§ What you have to do
Your task is to return the span of lines beginning at the one with "use super::*;" and ending at the last line of the data, exactly as it stands.

(Stored data)
────────

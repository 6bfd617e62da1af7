//! HTTP request/response pipeline.
//!
//! Every plain or TLS-terminated HTTP request passes through here:
//! buffer the request, let the rules rewrite it, fetch from the origin (or
//! take an injected response), decode and let the rules rewrite the
//! response, then send it back and record the exchange.

use super::body::{ProxyBody, full_body, resume_body};
use super::connect::header_safe;
use super::decompress::decompress_response;
use super::error::{ProxyError, ProxyResult};
use super::error_page;
use super::hooks::{Protocol, RequestContext, RequestOptions, ResponseDetail};
use super::server::ProxyState;
use super::throttle::{Throttle, throttle_body};
use super::upstream::{connect_upstream, format_addr, split_host_port};
use crate::recorder::{RecordedBody, ResourceInfo, SKIP_RECORD};
use bytes::{Bytes, BytesMut};
use http_body_util::{BodyExt, Full};
use hyper::body::Incoming;
use hyper::header::{
    CONNECTION, CONTENT_LENGTH, CONTENT_TYPE, HOST, HeaderName, HeaderValue, TRANSFER_ENCODING,
};
use hyper::{HeaderMap, Request, Response, StatusCode};
use hyper_util::rt::TokioIo;
use std::sync::Arc;
use tracing::{debug, warn};

/// Requests carrying this header are proxied but never recorded.
pub const INTERNAL_HEADER: &str = "x-eden-proxy-internal";

/// The origin's `connection` header is moved here.
pub const ORIGIN_CONNECTION: &str = "x-eden-proxy-origin-connection";

/// Where a request is going, reconstructed from the request line and `Host`.
#[derive(Debug, Clone, PartialEq, Eq)]
pub(crate) struct Target {
    pub protocol: Protocol,
    pub authority: String,
    pub hostname: String,
    pub port: u16,
    pub path: String,
    pub url: String,
}

/// Reconstruct the target of `req`. `tls` is whether the client connection
/// was TLS-terminated by the proxy.
pub(crate) fn request_target<B>(req: &Request<B>, tls: bool) -> ProxyResult<Target> {
    let uri = req.uri();
    let protocol = match uri.scheme_str() {
        Some(scheme) => match Protocol::from_scheme(scheme) {
            Some(p @ (Protocol::Http | Protocol::Https)) => p,
            _ => {
                return Err(ProxyError::InvalidRequest(format!(
                    "unsupported scheme '{}'",
                    scheme
                )));
            }
        },
        None if tls => Protocol::Https,
        None => Protocol::Http,
    };

    let authority = match uri.authority() {
        Some(authority) => authority.as_str().to_string(),
        None => req
            .headers()
            .get(HOST)
            .and_then(|h| h.to_str().ok())
            .unwrap_or_default()
            .to_string(),
    };
    let (hostname, port) = split_host_port(&authority, protocol.default_port())
        .ok_or_else(|| ProxyError::InvalidRequest(format!("no usable host in '{}'", authority)))?;

    let path = uri
        .path_and_query()
        .map(|p| p.as_str())
        .filter(|p| p.starts_with('/'))
        .unwrap_or("/")
        .to_string();

    let url = if uri.scheme().is_some() {
        uri.to_string()
    } else {
        format!("{}://{}{}", protocol, authority, path)
    };

    Ok(Target {
        protocol,
        authority,
        hostname,
        port,
        path,
        url,
    })
}
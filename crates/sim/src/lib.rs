//! Simulation core: keyboard intent resolution and the fixed-timestep
//! animation state machine.
//!
//! Nothing here touches a clock or a window. The platform layer feeds
//! key transitions into [`MotionKeys`]/[`MotionIntent`], then calls
//! [`SimulationState::think`] once per tick with an explicit timestep,
//! and hands the resulting [`FrameState`] to the renderer.

pub mod input;
pub mod motion;
pub mod world;

pub use input::{MotionKey, MotionKeys};
pub use motion::{Drive, Lift, MotionIntent, Strafe, Turn};
pub use world::{
    BODY_RADIUS, BORDER_RADIUS, BodyPose, CameraPreset, CEILING_HEIGHT, FrameState,
    SimulationState, START_HEIGHT, TAIL_LENGTH, TICK_SECONDS, WORLD_RADIUS,
};
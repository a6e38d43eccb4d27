use crate::{Mat4, Vec3};

/// Simple perspective camera (right-handed).
///
/// The eye/target pair is replaced every simulation tick (chase or
/// debug placement); projection parameters only change on resize.
#[derive(Clone, Copy, Debug)]
pub struct Camera {
    pub eye: Vec3,
    pub target: Vec3,
    pub up: Vec3,
    pub fov_y_rad: f32,
    pub z_near: f32,
    pub z_far: f32,
    pub aspect: f32,
}

impl Camera {
    #[allow(clippy::too_many_arguments)]
    pub fn new_perspective(
        eye: Vec3,
        target: Vec3,
        up: Vec3,
        fov_y_rad: f32,
        z_near: f32,
        z_far: f32,
        aspect: f32,
    ) -> Self {
        Self {
            eye,
            target,
            up,
            fov_y_rad,
            z_near,
            z_far,
            aspect,
        }
    }

    /// Move the view without touching projection parameters.
    #[inline]
    pub fn retarget(&mut self, eye: Vec3, target: Vec3) {
        self.eye = eye;
        self.target = target;
    }

    #[inline]
    pub fn view(&self) -> Mat4 {
        Mat4::look_at_rh(self.eye, self.target, self.up)
    }

    /// Projection with depth in [0,1], ready for wgpu.
    #[inline]
    pub fn proj(&self) -> Mat4 {
        Mat4::perspective_rh(
            self.fov_y_rad,
            self.aspect.max(1e-6),
            self.z_near,
            self.z_far,
        )
    }

    #[inline]
    pub fn proj_view(&self) -> Mat4 {
        self.proj() * self.view()
    }

    #[inline]
    pub fn with_aspect(mut self, aspect: f32) -> Self {
        self.aspect = aspect;
        self
    }
}
//! Platform layer: windowing, fixed-frame pacing and input routing.
//!
//! One thread alternates between waiting for the tick boundary,
//! advancing the simulation exactly once, and handing the completed
//! state to the renderer. Key events mutate the intent immediately as
//! they arrive between ticks; the last transition before a tick wins.

use std::path::{Path, PathBuf};
use std::sync::Arc;
use std::time::{Duration, Instant};

use anyhow::{Context, Result};
use winit::{
    application::ApplicationHandler,
    dpi::PhysicalSize,
    event::{ElementState, KeyEvent, WindowEvent},
    event_loop::{ActiveEventLoop, ControlFlow, EventLoop},
    keyboard::{KeyCode, PhysicalKey},
    window::{Window, WindowId},
};

use asset::TextureData;
use corelib::{Vec3, camera::Camera};
use renderer::scene::{SceneAssets, SceneInputs, build_scene};
use renderer::GpuState;
use sim::{
    CameraPreset, MotionIntent, MotionKey, MotionKeys, SimulationState, TICK_SECONDS,
    world::FRAME_TIME_MS,
};

/// Everything the binary decides before the loop starts.
pub struct RunConfig {
    pub backends: wgpu::Backends,
    pub width: u32,
    pub height: u32,
    pub assets_dir: PathBuf,
    pub show_fps: bool,
}

/// Load assets, open the window and run until the user exits.
pub fn run(config: RunConfig) -> Result<()> {
    let inputs = load_scene_inputs(&config.assets_dir);

    let event_loop = EventLoop::new().context("Failed to create event loop")?;
    let mut app = DemoApp::new(config, inputs);
    event_loop.run_app(&mut app).context("Event loop error")?;
    Ok(())
}

/// Decode the scene assets, recovering from anything that fails: a
/// missing texture becomes a checkerboard, a missing tree is omitted.
fn load_scene_inputs(dir: &Path) -> SceneInputs {
    let grass = asset::ppm::load_ppm_from_path(dir.join("grass.ppm")).unwrap_or_else(|err| {
        log::warn!("grass texture unavailable ({err}); using checkerboard");
        TextureData::checkerboard(32)
    });
    let water = asset::ppm::load_ppm_from_path(dir.join("water.ppm")).unwrap_or_else(|err| {
        log::warn!("water texture unavailable ({err}); using checkerboard");
        TextureData::checkerboard(32)
    });
    let tree = match asset::obj::load_obj_from_path(dir.join("tree.obj")) {
        Ok(mesh) => Some(mesh),
        Err(err) => {
            log::warn!("tree mesh unavailable ({err}); the scene will omit it");
            None
        }
    };
    SceneInputs { grass, water, tree }
}

struct DemoApp {
    config: RunConfig,
    // Taken on first resume, once the GPU exists to upload into.
    pending_inputs: Option<SceneInputs>,

    window: Option<Arc<Window>>,
    gpu: Option<GpuState>,
    scene: Option<SceneAssets>,

    sim: SimulationState,
    keys: MotionKeys,
    intent: MotionIntent,
    wireframe: bool,

    tick: Duration,
    next_tick: Instant,

    fps_frames: u32,
    fps_window: Instant,
}

impl DemoApp {
    fn new(config: RunConfig, inputs: SceneInputs) -> Self {
        Self {
            config,
            pending_inputs: Some(inputs),
            window: None,
            gpu: None,
            scene: None,
            sim: SimulationState::new(),
            keys: MotionKeys::default(),
            intent: MotionIntent::default(),
            wireframe: false,
            tick: Duration::from_millis(FRAME_TIME_MS),
            next_tick: Instant::now(),
            fps_frames: 0,
            fps_window: Instant::now(),
        }
    }

    fn handle_key(&mut self, event_loop: &ActiveEventLoop, event: KeyEvent) {
        let PhysicalKey::Code(code) = event.physical_key else {
            return;
        };
        let pressed = event.state == ElementState::Pressed;

        if let Some(key) = motion_key(code) {
            if pressed {
                self.keys.press(key, &mut self.intent);
            } else {
                self.keys.release(key, &mut self.intent);
            }
            return;
        }

        if !pressed {
            return;
        }
        match code {
            KeyCode::KeyL => {
                self.wireframe = !self.wireframe;
            }
            KeyCode::Escape => {
                log::info!("Exit requested");
                event_loop.exit();
            }
            KeyCode::Equal => self.sim.toggle_debug_camera(),
            KeyCode::Digit1 => self.sim.set_camera_preset(CameraPreset::Default),
            KeyCode::Digit2 => self.sim.set_camera_preset(CameraPreset::Front),
            KeyCode::Digit3 => self.sim.set_camera_preset(CameraPreset::Top),
            KeyCode::Digit4 => self.sim.set_camera_preset(CameraPreset::Low),
            KeyCode::Digit5 => self.sim.set_camera_preset(CameraPreset::ZoomedOut),
            _ => {}
        }
    }

    /// Advance the world if the tick boundary passed, then draw the
    /// latest completed state.
    fn redraw(&mut self, event_loop: &ActiveEventLoop) {
        let now = Instant::now();
        if now >= self.next_tick {
            self.sim.think(self.intent, TICK_SECONDS);
            self.next_tick = now + self.tick;
            self.count_frame();
        }

        let (Some(gpu), Some(scene)) = (self.gpu.as_mut(), self.scene.as_ref()) else {
            return;
        };

        let frame = self.sim.frame();
        let camera = Camera::new_perspective(
            frame.camera_eye,
            frame.camera_target,
            Vec3::Y,
            60f32.to_radians(),
            1.0,
            500.0,
            gpu.aspect(),
        );
        let items = build_scene(&frame, scene);

        match gpu.render(&camera, &items, self.wireframe) {
            Ok(()) => {}
            Err(err) if GpuState::is_surface_lost(&err) => {
                log::warn!("surface lost, recreating");
                gpu.recreate_surface();
            }
            Err(wgpu::SurfaceError::OutOfMemory) => {
                log::error!("out of GPU memory, exiting");
                event_loop.exit();
            }
            Err(err) => {
                log::warn!("frame skipped: {err:?}");
            }
        }
    }

    fn count_frame(&mut self) {
        if !self.config.show_fps {
            return;
        }
        self.fps_frames += 1;
        let elapsed = self.fps_window.elapsed();
        if elapsed >= Duration::from_secs(1) {
            log::info!("{:.1} fps", self.fps_frames as f32 / elapsed.as_secs_f32());
            self.fps_frames = 0;
            self.fps_window = Instant::now();
        }
    }
}

impl ApplicationHandler for DemoApp {
    fn resumed(&mut self, event_loop: &ActiveEventLoop) {
        if self.window.is_some() {
            return;
        }

        let attributes = Window::default_attributes()
            .with_title("Skylift")
            .with_inner_size(PhysicalSize::new(self.config.width, self.config.height));
        let window = match event_loop.create_window(attributes) {
            Ok(window) => Arc::new(window),
            Err(err) => {
                log::error!("Failed to create window: {err}");
                event_loop.exit();
                return;
            }
        };
        log::info!(
            "Window created: {}x{}",
            window.inner_size().width,
            window.inner_size().height
        );

        let mut gpu = pollster::block_on(GpuState::new(window.clone(), self.config.backends));
        if let Some(inputs) = self.pending_inputs.take() {
            self.scene = Some(SceneAssets::create(&mut gpu, inputs));
        }
        self.gpu = Some(gpu);
        self.window = Some(window);
        self.next_tick = Instant::now();
    }

    fn window_event(
        &mut self,
        event_loop: &ActiveEventLoop,
        _window_id: WindowId,
        event: WindowEvent,
    ) {
        match event {
            WindowEvent::CloseRequested => {
                log::info!("Close requested. Exiting event loop.");
                event_loop.exit();
            }
            WindowEvent::Resized(new_size) => {
                if let Some(gpu) = self.gpu.as_mut() {
                    gpu.resize(new_size.width, new_size.height);
                }
            }
            WindowEvent::KeyboardInput { event, .. } => {
                // Repeats are synthetic; the key state machine only
                // wants real transitions.
                if !event.repeat {
                    self.handle_key(event_loop, event);
                }
            }
            WindowEvent::RedrawRequested => {
                self.redraw(event_loop);
            }
            _ => {}
        }
    }

    fn about_to_wait(&mut self, event_loop: &ActiveEventLoop) {
        // Sleep until the tick boundary; wake-ups at or past it get a
        // redraw, which runs the tick.
        if Instant::now() >= self.next_tick {
            if let Some(window) = &self.window {
                window.request_redraw();
            }
        }
        event_loop.set_control_flow(ControlFlow::WaitUntil(self.next_tick));
    }
}

fn motion_key(code: KeyCode) -> Option<MotionKey> {
    Some(match code {
        KeyCode::KeyW => MotionKey::MoveForward,
        KeyCode::KeyS => MotionKey::MoveBackward,
        KeyCode::KeyA => MotionKey::MoveLeft,
        KeyCode::KeyD => MotionKey::MoveRight,
        KeyCode::ArrowUp => MotionKey::MoveUp,
        KeyCode::ArrowDown => MotionKey::MoveDown,
        KeyCode::ArrowLeft => MotionKey::TurnLeft,
        KeyCode::ArrowRight => MotionKey::TurnRight,
        _ => return None,
    })
}
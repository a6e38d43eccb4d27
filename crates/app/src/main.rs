//! Entry point for Skylift: logging + CLI flags, then the event loop.

use std::path::PathBuf;

use anyhow::Result;

fn parse_backend_arg() -> wgpu::Backends {
    // Accept: --gpu-backend=auto|vulkan|dx12|metal|gl
    let mut backends = wgpu::Backends::all(); // default = auto
    for arg in std::env::args() {
        if let Some(val) = arg.strip_prefix("--gpu-backend=") {
            backends = match val.to_ascii_lowercase().as_str() {
                "auto" => wgpu::Backends::all(),
                "vulkan" | "vk" => wgpu::Backends::VULKAN,
                "dx12" | "d3d12" => wgpu::Backends::DX12,
                "metal" | "mtl" => wgpu::Backends::METAL,
                "gl" | "opengl" | "gles" => wgpu::Backends::GL,
                other => {
                    eprintln!("[warn] Unknown backend '{}', falling back to auto.", other);
                    wgpu::Backends::all()
                }
            };
        }
    }
    backends
}

fn parse_show_fps_arg() -> bool {
    // --show-fps[=on|off], default off
    for arg in std::env::args() {
        if arg == "--show-fps" {
            return true;
        }
        if let Some(val) = arg.strip_prefix("--show-fps=") {
            return matches!(
                val.to_ascii_lowercase().as_str(),
                "1" | "true" | "on" | "yes"
            );
        }
    }
    false
}

fn parse_size_args() -> (u32, u32) {
    let mut w: Option<u32> = None;
    let mut h: Option<u32> = None;

    for arg in std::env::args() {
        if let Some(v) = arg.strip_prefix("--size=") {
            if let Some((sw, sh)) = v.split_once('x').or_else(|| v.split_once('X')) {
                if let (Ok(pw), Ok(ph)) = (sw.parse::<u32>(), sh.parse::<u32>()) {
                    w = Some(pw);
                    h = Some(ph);
                }
            }
        } else if let Some(v) = arg.strip_prefix("--width=") {
            if let Ok(pw) = v.parse::<u32>() {
                w = Some(pw);
            }
        } else if let Some(v) = arg.strip_prefix("--height=") {
            if let Ok(ph) = v.parse::<u32>() {
                h = Some(ph);
            }
        }
    }

    let ww = w.unwrap_or(1000).max(1);
    let hh = h.unwrap_or(800).max(1);
    (ww, hh)
}

fn parse_assets_arg() -> PathBuf {
    // --assets=DIR, default ./assets
    for arg in std::env::args() {
        if let Some(val) = arg.strip_prefix("--assets=") {
            return PathBuf::from(val);
        }
    }
    PathBuf::from("assets")
}

fn main() -> Result<()> {
    env_logger::Builder::from_env(env_logger::Env::default().default_filter_or("info")).init();

    let backends = parse_backend_arg();
    let show_fps = parse_show_fps_arg();
    let (width, height) = parse_size_args();
    let assets_dir = parse_assets_arg();
    log::info!(
        "Starting Skylift. Backend: {:?}, show_fps={}, window_size={}x{}, assets={}",
        backends,
        show_fps,
        width,
        height,
        assets_dir.display()
    );

    platform::run(platform::RunConfig {
        backends,
        width,
        height,
        assets_dir,
        show_fps,
    })?;

    log::info!("Graceful shutdown. Bye!");
    Ok(())
}
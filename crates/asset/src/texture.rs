//! Texture data structures in CPU-friendly format before GPU upload.

/// Decoded image rows, top-down, tightly packed.
#[derive(Clone, Debug, PartialEq)]
pub struct TextureData {
    pub data: Vec<u8>,
    pub width: u32,
    pub height: u32,
    pub format: TextureFormat,
}

/// Supported texel layouts.
#[derive(Clone, Copy, Debug, PartialEq, Eq)]
pub enum TextureFormat {
    Rgb8,
    Rgba8,
}

impl TextureFormat {
    pub fn bytes_per_pixel(self) -> u32 {
        match self {
            TextureFormat::Rgb8 => 3,
            TextureFormat::Rgba8 => 4,
        }
    }
}

impl TextureData {
    /// Wrap RGB8 rows as produced by the PPM loader.
    pub fn new_rgb8(width: u32, height: u32, data: Vec<u8>) -> Self {
        assert_eq!(
            data.len(),
            (width * height * 3) as usize,
            "data size doesn't match RGB8 dimensions"
        );
        Self {
            data,
            width,
            height,
            format: TextureFormat::Rgb8,
        }
    }

    pub fn new_rgba8(width: u32, height: u32, data: Vec<u8>) -> Self {
        assert_eq!(
            data.len(),
            (width * height * 4) as usize,
            "data size doesn't match RGBA8 dimensions"
        );
        Self {
            data,
            width,
            height,
            format: TextureFormat::Rgba8,
        }
    }

    /// Convert to RGBA8 for upload; RGB8 gains an opaque alpha.
    pub fn into_rgba8(self) -> Self {
        match self.format {
            TextureFormat::Rgba8 => self,
            TextureFormat::Rgb8 => {
                let mut data = Vec::with_capacity((self.width * self.height * 4) as usize);
                for rgb in self.data.chunks_exact(3) {
                    data.extend_from_slice(rgb);
                    data.push(255);
                }
                Self::new_rgba8(self.width, self.height, data)
            }
        }
    }

    /// Placeholder checkerboard, used when a scene texture fails to
    /// load and the caller chooses to carry on.
    pub fn checkerboard(size: u32) -> Self {
        let mut data = Vec::with_capacity((size * size * 3) as usize);
        for y in 0..size {
            for x in 0..size {
                if ((x / 4) + (y / 4)) % 2 == 0 {
                    data.extend_from_slice(&[220, 220, 220]);
                } else {
                    data.extend_from_slice(&[96, 96, 96]);
                }
            }
        }
        Self::new_rgb8(size, size, data)
    }

    /// Check that the byte count matches dimensions and format.
    pub fn is_valid(&self) -> bool {
        let expected = (self.width * self.height * self.format.bytes_per_pixel()) as usize;
        self.data.len() == expected && self.width > 0 && self.height > 0
    }
}

#[cfg(test)]
mod tests {
    use super::*;

    #[test]
    fn rgb_to_rgba_inserts_opaque_alpha() {
        let rgb = TextureData::new_rgb8(2, 1, vec![1, 2, 3, 4, 5, 6]);
        let rgba = rgb.into_rgba8();
        assert_eq!(rgba.format, TextureFormat::Rgba8);
        assert_eq!(rgba.data, vec![1, 2, 3, 255, 4, 5, 6, 255]);
        assert!(rgba.is_valid());
    }

    #[test]
    fn checkerboard_is_valid() {
        let tex = TextureData::checkerboard(16);
        assert!(tex.is_valid());
        assert_eq!(tex.width, 16);
        assert_eq!(tex.format, TextureFormat::Rgb8);
    }
}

────────

§ Finished exercise
    use super::*;

    #[test]
    fn rgb_to_rgba_inserts_opaque_alpha() {
        let rgb = TextureData::new_rgb8(2, 1, vec![1, 2, 3, 4, 5, 6]);
        let rgba = rgb.into_rgba8();
        assert_eq!(rgba.format, TextureFormat::Rgba8);
        assert_eq!(rgba.data, vec![1, 2, 3, 255, 4, 5, 6, 255]);
        assert!(rgba.is_valid());
    }

    #[test]
    fn checkerboard_is_valid() {
        let tex = TextureData::checkerboard(16);
        assert!(tex.is_valid());
        assert_eq!(tex.width, 16);
        assert_eq!(tex.format, TextureFormat::Rgb8);
    }
}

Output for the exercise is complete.